The point of Rosanes’ coloring books is to provide visual engagement
while stimulating readers’ (or, more accurately, viewers’) thoughts about how
the black-and-white art could look if
colored in one specific way or another. What makes the dozen examples at the
start of World of Color so involving
is the way they skillfully showcase possibilities without foreclosing the
color-focused thinking of anyone who looks at and studies them. For example,
the most striking two-page spread in the “already colored” section shows two gigantic,
monstrous beings: a werewolf looking to the left on the left-hand page and an
extraordinarily evil-looking demon looking to the right on the right-hand one.
The werewolf page is dominated by colors in the red spectrum, reflecting the
wolf’s reddish-brown coat and carrying through to some of the buildings shown
below and behind the wolf – and even carrying into the sky.

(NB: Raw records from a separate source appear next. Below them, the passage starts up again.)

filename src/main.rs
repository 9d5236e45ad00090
use anyhow::{bail, Context};
use clap::{Parser, Subcommand};
use colored::Colorize;

use envelope::*;

// Each squaring doubles the rendered text
const MAX_SQUARINGS: u32 = 16;

fn main() -> anyhow::Result<()> {
    color_backtrace::install();

    let app = App::parse();

    match app.command {
        Command::Tree { squarings, census } => tree(squarings, census),
        Command::Fleet => fleet(),
        Command::Array { len, index } => array(len, index),
    }
}

#[derive(Parser)]
#[clap(name = "envelope", about = "Shared expression tree demos")]
struct App {
    #[clap(subcommand)]
    command: Command,
}

#[derive(Subcommand)]
enum Command {
    /// Build (-5) * (3 + 4) and square it in place
    #[clap(alias = "t")]
    Tree {
        #[clap(short, long, default_value = "1")]
        squarings: u32,
        /// Print node and share counts
        #[clap(short, long)]
        census: bool,
    },
    /// Weigh a fleet of mixed vehicles
    #[clap(alias = "f")]
    Fleet,
    /// Look up an element of a fixed-size array
    #[clap(alias = "a")]
    Array {
        #[clap(short, long, default_value = "10")]
        len: usize,
        #[clap(short, long)]
        index: usize,
    },
}

fn tree(squarings: u32, census: bool) -> anyhow::Result<()> {
    if squarings > MAX_SQUARINGS {
        bail!("At most {} squarings are allowed", MAX_SQUARINGS);
    }
    let mut t = Expr::binary("*", Expr::unary("-", 5), Expr::binary("+", 3, 4));
    for _ in 0..squarings {
        let squared = Expr::binary("*", t.clone(), t.clone());
        t.assign(&squared);
    }
    let text = t.text().context("Unable to render expression")?;
    println!("{}", text.bright_white());
    if census {
        println!("{} {}", "live nodes:".blue(), live_nodes());
        println!("{} {}", "root shares:".blue(), t.share_count());
    }
    Ok(())
}

fn fleet() -> anyhow::Result<()> {
    let fleet = Fleet::new()
        .with(Automobile {
            curb_weight: 1_200.0,
        })
        .with(Truck {
            tare: 8_000.0,
            cargo: 1_500.0,
        })
        .with(Aircraft {
            empty_weight: 41_000.0,
            fuel: 6_000.0,
        });
    for vehicle in fleet.iter() {
        println!("{}", vehicle.to_string().bright_white());
    }
    let total = fleet.total_weight().context("Unable to weigh fleet")?;
    println!("{} {}kg", "total:".blue(), total);
    Ok(())
}

fn array(len: usize, index: usize) -> anyhow::Result<()> {
    let values = BoundedArray::<i64>::new(len);
    match values.get(index) {
        Ok(value) => println!("{}", value.to_string().blue()),
        Err(e) => println!("{}", e.to_string().red()),
    }
    Ok(())
}
//! Application Error
//!
//! [`AppError`] is the error every HTTP-facing crate converts into before a
//! response is written. It carries a classification, a message that is safe
//! to show to the end user, an optional hint, and an optional source kept
//! only for logs.

use std::borrow::Cow;
use std::error::Error;
use std::fmt;

use super::kind::ErrorKind;

/// Unified application error
///
/// ## Examples
/// ```rust
/// use kernel::error::{app_error::AppError, kind::ErrorKind};
///
/// let err = AppError::bad_request("Invalid email address")
///     .with_action("Please enter a valid email address");
/// assert_eq!(err.kind(), ErrorKind::BadRequest);
/// ```
pub struct AppError {
    kind: ErrorKind,
    message: Cow<'static, str>,
    action: Option<Cow<'static, str>>,
    source: Option<Box<dyn Error + Send + Sync + 'static>>,
}

/// `Result<T, AppError>`
pub type AppResult<T> = Result<T, AppError>;

impl AppError {
    #[inline]
    pub fn new(kind: ErrorKind, message: impl Into<Cow<'static, str>>) -> Self {
        Self {
            kind,
            message: message.into(),
            action: None,
            source: None,
        }
    }

    #[inline]
    pub fn bad_request(message: impl Into<Cow<'static, str>>) -> Self {
        Self::new(ErrorKind::BadRequest, message)
    }

    #[inline]
    pub fn unauthorized(message: impl Into<Cow<'static, str>>) -> Self {
        Self::new(ErrorKind::Unauthorized, message)
    }

    #[inline]
    pub fn forbidden(message: impl Into<Cow<'static, str>>) -> Self {
        Self::new(ErrorKind::Forbidden, message)
    }

    #[inline]
    pub fn conflict(message: impl Into<Cow<'static, str>>) -> Self {
        Self::new(ErrorKind::Conflict, message)
    }

    #[inline]
    pub fn unsupported_media_type(message: impl Into<Cow<'static, str>>) -> Self {
        Self::new(ErrorKind::UnsupportedMediaType, message)
    }

    #[inline]
    pub fn internal(message: impl Into<Cow<'static, str>>) -> Self {
        Self::new(ErrorKind::InternalServerError, message)
    }

    #[inline]
    pub fn service_unavailable(message: impl Into<Cow<'static, str>>) -> Self {
        Self::new(ErrorKind::ServiceUnavailable, message)
    }

    /// Attach a hint telling the user what to do next
    #[inline]
    pub fn with_action(mut self, action: impl Into<Cow<'static, str>>) -> Self {
        self.action = Some(action.into());
        self
    }

    /// Attach the underlying error (never rendered to clients)
    #[inline]
    pub fn with_source<E>(mut self, source: E) -> Self
    where
        E: Error + Send + Sync + 'static,
    {
        self.source = Some(Box::new(source));
        self
    }

    #[inline]
    pub fn kind(&self) -> ErrorKind {
        self.kind
    }

    #[inline]
    pub fn status_code(&self) -> u16 {
        self.kind.status_code()
    }

    #[inline]
    pub fn message(&self) -> &str {
        &self.message
    }

    #[inline]
    pub fn action(&self) -> Option<&str> {
        self.action.as_deref()
    }

    #[inline]
    pub fn is_server_error(&self) -> bool {
        self.kind.is_server_error()
    }
}

impl fmt::Debug for AppError {
    fn fmt(&self, f: &mut fmt::Formatter<'_>) -> fmt::Result {
        let mut builder = f.debug_struct("AppError");
        builder.field("kind", &self.kind);
        builder.field("message", &self.message);
        if let Some(action) = &self.action {
            builder.field("action", action);
        }
        if let Some(source) = &self.source {
            builder.field("source", source);
        }
        builder.finish()
    }
}

impl fmt::Display for AppError {
    fn fmt(&self, f: &mut fmt::Formatter<'_>) -> fmt::Result {
        write!(f, "[{}] {}", self.kind, self.message)?;
        if let Some(action) = &self.action {
            write!(f, " (Action: {})", action)?;
        }
        Ok(())
    }
}

impl Error for AppError {
    fn source(&self) -> Option<&(dyn Error + 'static)> {
        self.source
            .as_ref()
            .map(|e| e.as_ref() as &(dyn Error + 'static))
    }
}
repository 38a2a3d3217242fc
//! Domain Layer
//!
//! Contains entities, value objects, and the user store contract.

pub mod entity;
pub mod repository;
pub mod value_object;

// Re-exports
pub use entity::user::{NewUser, UserRecord};
pub use repository::UserStore;
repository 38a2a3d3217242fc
//! Application Configuration
//!
//! Loaded once at startup and shared read-only as `Arc<AuthConfig>`.

use std::env;
use std::fmt;
use std::time::Duration;

use thiserror::Error;
use zeroize::{Zeroize, ZeroizeOnDrop};

use crate::error::{AuthError, AuthResult};

/// Issuer written into and required of every session token
pub const SESSION_ISSUER: &str = "smart-list";

/// Session cookie name
pub const SESSION_COOKIE_NAME: &str = "sl_auth";

const DEFAULT_SESSION_TTL: Duration = Duration::from_secs(2 * 3600);
/// Longest session `SESSION_TTL_SECS` may configure
pub const MAX_SESSION_TTL: Duration = Duration::from_secs(366 * 24 * 3600);
const DEFAULT_CLOCK_SKEW: Duration = Duration::from_secs(60);
const DEFAULT_ORIGIN: &str = "http://localhost:8888";
const RECOMMENDED_SECRET_LEN: usize = 32;

/// Configuration load failures; all of them abort startup
#[derive(Debug, Error)]
pub enum ConfigError {
    #[error("SESSION_SECRET must be set and non-empty")]
    MissingSecret,

    #[error("{name} has an invalid value: {reason}")]
    InvalidValue { name: &'static str, reason: String },
}

/// HMAC signing secret, redacted in `Debug` and wiped on drop
#[derive(Clone, Zeroize, ZeroizeOnDrop)]
pub struct SigningSecret(Vec<u8>);

impl SigningSecret {
    pub fn new(bytes: impl Into<Vec<u8>>) -> Self {
        Self(bytes.into())
    }

    pub fn random() -> Self {
        Self(platform::crypto::random_bytes(RECOMMENDED_SECRET_LEN))
    }

    pub fn as_bytes(&self) -> &[u8] {
        &self.0
    }
}

impl fmt::Debug for SigningSecret {
    fn fmt(&self, f: &mut fmt::Formatter<'_>) -> fmt::Result {
        f.debug_tuple("SigningSecret").field(&"[REDACTED]").finish()
    }
}

/// Auth application configuration
#[derive(Debug, Clone)]
pub struct AuthConfig {
    pub session_secret: SigningSecret,
    pub session_ttl: Duration,
    /// Whether the session cookie carries `Secure`
    pub cookie_secure: bool,
    /// Exact value the `Origin` header must carry on guarded API calls
    pub expected_origin: String,
    pub issuer: &'static str,
    /// Allowed future drift of a token's `iat`
    pub clock_skew: Duration,
}

impl AuthConfig {
    pub fn new(session_secret: SigningSecret, expected_origin: impl Into<String>) -> Self {
        Self {
            session_secret,
            session_ttl: DEFAULT_SESSION_TTL,
            cookie_secure: true,
            expected_origin: expected_origin.into(),
            issuer: SESSION_ISSUER,
            clock_skew: DEFAULT_CLOCK_SKEW,
        }
    }

    /// Read `SESSION_SECRET`, `SESSION_TTL_SECS`, `COOKIE_SECURE` and `APP_ORIGIN`
    pub fn from_env() -> Result<Self, ConfigError> {
        Self::from_lookup(|name| env::var(name).ok())
    }

    /// Build from an arbitrary variable source
    pub fn from_lookup<F>(lookup: F) -> Result<Self, ConfigError>
    where
        F: Fn(&str) -> Option<String>,
    {
        let secret = lookup("SESSION_SECRET")
            .filter(|s| !s.is_empty())
            .ok_or(ConfigError::MissingSecret)?;
        if secret.len() < RECOMMENDED_SECRET_LEN {
            tracing::warn!(
                length = secret.len(),
                recommended = RECOMMENDED_SECRET_LEN,
                "SESSION_SECRET is shorter than recommended"
            );
        }

        let expected_origin = match lookup("APP_ORIGIN") {
            Some(origin) if !origin.is_empty() => origin,
            _ => {
                tracing::warn!(origin = DEFAULT_ORIGIN, "APP_ORIGIN not set, using default");
                DEFAULT_ORIGIN.to_string()
            }
        };

        let mut config = Self::new(SigningSecret::new(secret.into_bytes()), expected_origin);

        if let Some(raw) = lookup("SESSION_TTL_SECS") {
            let secs: u64 = raw.trim().parse().map_err(|_| ConfigError::InvalidValue {
                name: "SESSION_TTL_SECS",
                reason: format!("{raw:?} is not a whole number of seconds"),
            })?;
            if secs == 0 {
                return Err(ConfigError::InvalidValue {
                    name: "SESSION_TTL_SECS",
                    reason: "must be greater than zero".to_string(),
                });
            }
            if secs > MAX_SESSION_TTL.as_secs() {
                return Err(ConfigError::InvalidValue {
                    name: "SESSION_TTL_SECS",
                    reason: format!("must be at most {} seconds", MAX_SESSION_TTL.as_secs()),
                });
            }
            config.session_ttl = Duration::from_secs(secs);
        }

        if let Some(raw) = lookup("COOKIE_SECURE") {
            config.cookie_secure = parse_bool(&raw).ok_or_else(|| ConfigError::InvalidValue {
                name: "COOKIE_SECURE",
                reason: format!("{raw:?} is not a boolean"),
            })?;
        }

        Ok(config)
    }

    /// Random secret and insecure cookie, for local runs and tests
    pub fn development() -> Self {
        Self {
            cookie_secure: false,
            ..Self::new(SigningSecret::random(), DEFAULT_ORIGIN)
        }
    }

    /// Session TTL as a signed chrono duration
    pub fn session_ttl_chrono(&self) -> AuthResult<chrono::Duration> {
        chrono::Duration::from_std(self.session_ttl)
            .map_err(|_| AuthError::Internal("Session TTL out of range".to_string()))
    }
}

fn parse_bool(raw: &str) -> Option<bool> {
    match raw.trim().to_ascii_lowercase().as_str() {
        "1" | "true" | "yes" | "on" => Some(true),
        "0" | "false" | "no" | "off" => Some(false),
        _ => None,
    }
}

The demon’s color
palette, on the other hand, is all purple and blue, a combination that somehow
makes the already frightening creature’s pose even scarier and, again, carries
through to some of the buildings over which it towers and even into the sky
above the scene. Effective in themselves, these colorings will also provide
ideas for viewers of World of Color
to use on their own. For instance, someone seeing the werewolf/demon pages
might wonder about creating a page in which the foreground creature was
contrasted with its surroundings, thus emphasizing its differentness, instead
of blending into them, thus becoming part of a larger, frightening world.

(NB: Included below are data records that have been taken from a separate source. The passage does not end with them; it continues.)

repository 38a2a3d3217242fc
//! Typed identifiers
//!
//! `Id<T>` wraps a UUID and tags it with a marker type so identifiers of
//! different entities cannot be mixed up.

use std::fmt;
use std::hash::{Hash, Hasher};
use std::marker::PhantomData;
use std::str::FromStr;
use uuid::Uuid;

/// Generic typed ID wrapper
///
/// ```
/// use kernel::id::{Id, markers};
/// type UserId = Id<markers::User>;
///
/// let id = UserId::new();
/// let parsed: UserId = id.to_string().parse().unwrap();
/// assert_eq!(id, parsed);
/// ```
pub struct Id<T> {
    value: Uuid,
    _marker: PhantomData<fn() -> T>,
}

/// Length of the hyphenated form `xxxxxxxx-xxxx-xxxx-xxxx-xxxxxxxxxxxx`
const HYPHENATED_LEN: usize = 36;

/// Error returned when a string is not a hyphenated UUID
#[derive(Debug, Clone, PartialEq, Eq, thiserror::Error)]
#[error("identifier is not a valid UUID")]
pub struct ParseIdError;

impl<T> Id<T> {
    /// Create a new random ID (UUID v4)
    pub fn new() -> Self {
        Self::from_uuid(Uuid::new_v4())
    }

    pub fn from_uuid(uuid: Uuid) -> Self {
        Self {
            value: uuid,
            _marker: PhantomData,
        }
    }

    pub fn as_uuid(&self) -> &Uuid {
        &self.value
    }

    pub fn into_uuid(self) -> Uuid {
        self.value
    }
}

// Manual impls: derives would demand `T: Clone`, `T: Eq`, ... on the marker.
impl<T> Clone for Id<T> {
    fn clone(&self) -> Self {
        *self
    }
}

impl<T> Copy for Id<T> {}

impl<T> PartialEq for Id<T> {
    fn eq(&self, other: &Self) -> bool {
        self.value == other.value
    }
}

impl<T> Eq for Id<T> {}

impl<T> Hash for Id<T> {
    fn hash<H: Hasher>(&self, state: &mut H) {
        self.value.hash(state);
    }
}

impl<T> Default for Id<T> {
    fn default() -> Self {
        Self::new()
    }
}

impl<T> fmt::Debug for Id<T> {
    fn fmt(&self, f: &mut fmt::Formatter<'_>) -> fmt::Result {
        write!(f, "Id({})", self.value)
    }
}

/// Hyphenated lowercase form, e.g. `67e55044-10b1-426f-9247-bb680e5fe0c8`
impl<T> fmt::Display for Id<T> {
    fn fmt(&self, f: &mut fmt::Formatter<'_>) -> fmt::Result {
        fmt::Display::fmt(&self.value.hyphenated(), f)
    }
}

impl<T> FromStr for Id<T> {
    type Err = ParseIdError;

    /// Only the hyphenated form is accepted; braced, URN and simple forms are not
    fn from_str(s: &str) -> Result<Self, Self::Err> {
        if s.len() != HYPHENATED_LEN {
            return Err(ParseIdError);
        }
        Uuid::parse_str(s)
            .map(Self::from_uuid)
            .map_err(|_| ParseIdError)
    }
}

impl<T> From<Uuid> for Id<T> {
    fn from(uuid: Uuid) -> Self {
        Self::from_uuid(uuid)
    }
}

impl<T> From<Id<T>> for Uuid {
    fn from(id: Id<T>) -> Self {
        id.value
    }
}

/// Marker types for entity IDs
pub mod markers {
    /// Marker for registered users
    pub struct User;
}

pub type UserId = Id<markers::User>;

#[cfg(test)]
mod tests {
    use super::*;

    #[test]
    fn test_new_is_v4() {
        let id = UserId::new();
        assert_eq!(id.as_uuid().get_version_num(), 4);
    }

    #[test]
    fn test_display_parse_roundtrip() {
        let id = UserId::new();
        let parsed: UserId = id.to_string().parse().unwrap();
        assert_eq!(parsed, id);
    }

    #[test]
    fn test_parse_rejects_garbage() {
        assert_eq!("not-a-uuid".parse::<UserId>(), Err(ParseIdError));
        assert!("".parse::<UserId>().is_err());
    }

    #[test]
    fn test_parse_accepts_hyphenated_only() {
        let hyphenated = "67e55044-10b1-426f-9247-bb680e5fe0c8";
        assert!(hyphenated.parse::<UserId>().is_ok());
        assert!("67E55044-10B1-426F-9247-BB680E5FE0C8".parse::<UserId>().is_ok());

        for other in [
            "{67e55044-10b1-426f-9247-bb680e5fe0c8}",
            "urn:uuid:67e55044-10b1-426f-9247-bb680e5fe0c8",
            "67e5504410b1426f9247bb680e5fe0c8",
        ] {
            assert_eq!(other.parse::<UserId>(), Err(ParseIdError), "{other}");
        }
    }

    #[test]
    fn test_copy_without_marker_bounds() {
        let id = UserId::new();
        let copy = id;
        assert_eq!(id, copy);
    }
}
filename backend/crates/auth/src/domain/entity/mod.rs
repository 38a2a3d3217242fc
pub mod user;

There are plenty of opportunities after the initial 16 pages to put
one’s own imprint on Rosanes’ creations. The werewolf/demon two-page spread and
other already-colored illustrations from early in the book are offered later in
black-and-white, along with entirely different sorts of elaborately constructed
fantasy scenes that are often but not always horrific. Some of Rosanes’

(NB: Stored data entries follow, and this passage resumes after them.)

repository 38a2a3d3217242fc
//! Session Token Codec
//!
//! Issues and validates the stateless session token: a compact HS256 JWS
//! over `{iss, sub, iat, exp}`. Every failure surfaces as
//! `AuthError::InvalidToken`; the specific reason is only logged at debug.

use std::time::Duration;

use chrono::{DateTime, Utc};
use platform::jws;
use serde::{Deserialize, Serialize};

use crate::application::config::SESSION_ISSUER;
use crate::domain::value_object::user_id::UserId;
use crate::error::{AuthError, AuthResult};

/// Default tolerance for an `iat` slightly ahead of the local clock
pub const DEFAULT_CLOCK_SKEW: Duration = Duration::from_secs(60);

/// Claim set carried by a session token
#[derive(Debug, Clone, PartialEq, Eq, Serialize, Deserialize)]
pub struct SessionClaims {
    pub iss: String,
    pub sub: String,
    /// Seconds since the Unix epoch
    pub iat: i64,
    /// Seconds since the Unix epoch
    pub exp: i64,
}

/// Issue a token for `subject` valid for `ttl` from now
pub fn issue(subject: UserId, secret: &[u8], ttl: chrono::Duration) -> AuthResult<String> {
    issue_at(subject, secret, ttl, Utc::now())
}

pub fn issue_at(
    subject: UserId,
    secret: &[u8],
    ttl: chrono::Duration,
    now: DateTime<Utc>,
) -> AuthResult<String> {
    let expires_at = now
        .checked_add_signed(ttl)
        .ok_or_else(|| AuthError::Internal("Session TTL out of range".to_string()))?;

    let claims = SessionClaims {
        iss: SESSION_ISSUER.to_string(),
        sub: subject.to_string(),
        iat: now.timestamp(),
        exp: expires_at.timestamp(),
    };

    jws::sign(&claims, secret)
        .map_err(|e| AuthError::Internal(format!("Token signing failed: {e}")))
}

/// Validate `token` and return its subject
pub fn validate(token: &str, secret: &[u8]) -> AuthResult<UserId> {
    validate_at(token, secret, Utc::now(), DEFAULT_CLOCK_SKEW)
}

/// Validate against an explicit clock
///
/// Accepts only when the signature verifies under `secret` with HS256, the
/// issuer matches, `iat` is no further than `clock_skew` ahead of `now`,
/// `now` is strictly before `exp`, and `sub` is a UUID.
pub fn validate_at(
    token: &str,
    secret: &[u8],
    now: DateTime<Utc>,
    clock_skew: Duration,
) -> AuthResult<UserId> {
    let claims: SessionClaims = jws::verify(token, secret).map_err(|e| {
        tracing::debug!(reason = %e, "Session token rejected");
        AuthError::InvalidToken
    })?;

    let now = now.timestamp();
    let skew = i64::try_from(clock_skew.as_secs()).unwrap_or(i64::MAX);

    let rejection = if claims.iss != SESSION_ISSUER {
        Some("issuer mismatch")
    } else if claims.iat > now.saturating_add(skew) {
        Some("issued in the future")
    } else if now >= claims.exp {
        Some("expired")
    } else {
        None
    };
    if let Some(reason) = rejection {
        tracing::debug!(reason, "Session token rejected");
        return Err(AuthError::InvalidToken);
    }

    claims.sub.parse::<UserId>().map_err(|_| {
        tracing::debug!(
            reason = "subject is not a user id",
            "Session token rejected"
        );
        AuthError::InvalidToken
    })
}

illustrations are nature-focused, such as one of a giant, gentle-eyed gorilla
looming over a forested land and gently cradling an entire grouping of trees,
and one of a realistic-looking wolf – again, a giant – carrying an entire wolf
pack/family on its back and loping through mountains of its own scale. An
open-mouthed, roaring tiger with butterflies flitting all around it is a
fascinating study in contrasts, while a violin-playing water spirit with
gentle-looking face but with bones (including a skull) floating nearby provides
a strong contrast of mood and intention.
Readers/viewers of previous Rosanes books will recognize many of the illustrations that have appeared in his other coloring books in the past – and will welcome them if the originals have since been colored and put on display or kept for future enjoyment. Because the illustrations in World of Color come from multiple places, it is unlikely that anyone but a longstanding fan of Rosanes will have seen all of them before; so there is a good variety of material to be enjoyed and colored here, both for those new to Rosanes and those familiar with him. The more-surreal pages are especially intriguing, such as one showing three candle-like buildings whose top floors appear to have been melted by the flames burning on wicks sticking out of their tops – or are those “flames on wicks” actually trees growing out of ancient, ruined temples that are still being visited by the camel-riding human figures (small, faceless ones) seen at the bottom of the page? Rosanes has real skill both for creating weird worlds and for rendering them in art that is attractive in and of itself while also inviting all sorts of potential colors to enhance (or at least alter) the pages’ original appearance. World of Color is particularly effective for inviting the creation of one’s own world of color while looking at some of the worlds of color that other people have found to be lying within Rosanes’ intriguingly and intricately drawn black-and-white originals.